Problem description
Every line of the records below from the line with "Some((lo, hi)) =>" up to and including the line with "1.5^2) / 3 = 5/3" must be reproduced exactly, and no line outside that range.

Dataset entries
-*-*-

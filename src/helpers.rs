//! Small numerical helpers shared by the metric and decomposition modules.

/// Small epsilon for numerical comparisons (e.g., avoiding division by zero).
pub const NUMERICAL_EPS: f64 = 1e-10;

/// Default convergence tolerance for iterative decompositions.
pub const DEFAULT_CONVERGENCE_TOL: f64 = 1e-4;

/// Default iteration cap for iterative decompositions.
pub const DEFAULT_MAX_ITER: usize = 1000;

/// Arithmetic mean. Returns `NaN` for an empty slice.
pub fn mean(values: &[f64]) -> f64 {
    if values.is_empty() {
        return f64::NAN;
    }
    values.iter().sum::<f64>() / values.len() as f64
}

/// Sample standard deviation (n - 1 denominator).
///
/// Returns `None` for fewer than two values.
pub fn sample_std_dev(values: &[f64]) -> Option<f64> {
    let n = values.len();
    if n < 2 {
        return None;
    }
    let mu = mean(values);
    let ss: f64 = values.iter().map(|&v| (v - mu) * (v - mu)).sum();
    Some((ss / (n - 1) as f64).sqrt())
}

/// Minimum and maximum of the finite values, or `None` if there are none.
pub fn finite_min_max(values: &[f64]) -> Option<(f64, f64)> {
    values
        .iter()
        .copied()
        .filter(|v| v.is_finite())
        .fold(None, |acc, v| match acc {
            None => Some((v, v)),
            Some((lo, hi)) => Some((lo.min(v), hi.max(v))),
        })
}

#[cfg(test)]
mod tests {
    use super::*;

    #[test]
    fn test_mean() {
        assert!((mean(&[1.0, 2.0, 3.0, 6.0]) - 3.0).abs() < NUMERICAL_EPS);
        assert!(mean(&[]).is_nan());
    }

    #[test]
    fn test_sample_std_dev() {
        // var = ((-1.5)^2 + (-0.5)^2 + 0.5^2 + 1.5^2) / 3 = 5/3
        let sd = sample_std_dev(&[1.0, 2.0, 3.0, 4.0]).unwrap();
        assert!((sd - (5.0f64 / 3.0).sqrt()).abs() < NUMERICAL_EPS);
        assert!(sample_std_dev(&[1.0]).is_none());
    }

    #[test]
    fn test_finite_min_max_skips_nan() {
        assert_eq!(finite_min_max(&[f64::NAN, 3.0, -1.0, 2.0]), Some((-1.0, 3.0)));
        assert_eq!(finite_min_max(&[f64::NAN]), None);
    }
}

-*-*-

Response to the task
            Some((lo, hi)) => Some((lo.min(v), hi.max(v))),
        })
}

#[cfg(test)]
mod tests {
    use super::*;

    #[test]
    fn test_mean() {
        assert!((mean(&[1.0, 2.0, 3.0, 6.0]) - 3.0).abs() < NUMERICAL_EPS);
        assert!(mean(&[]).is_nan());
    }

    #[test]
    fn test_sample_std_dev() {
        // var = ((-1.5)^2 + (-0.5)^2 + 0.5^2 + 1.5^2) / 3 = 5/3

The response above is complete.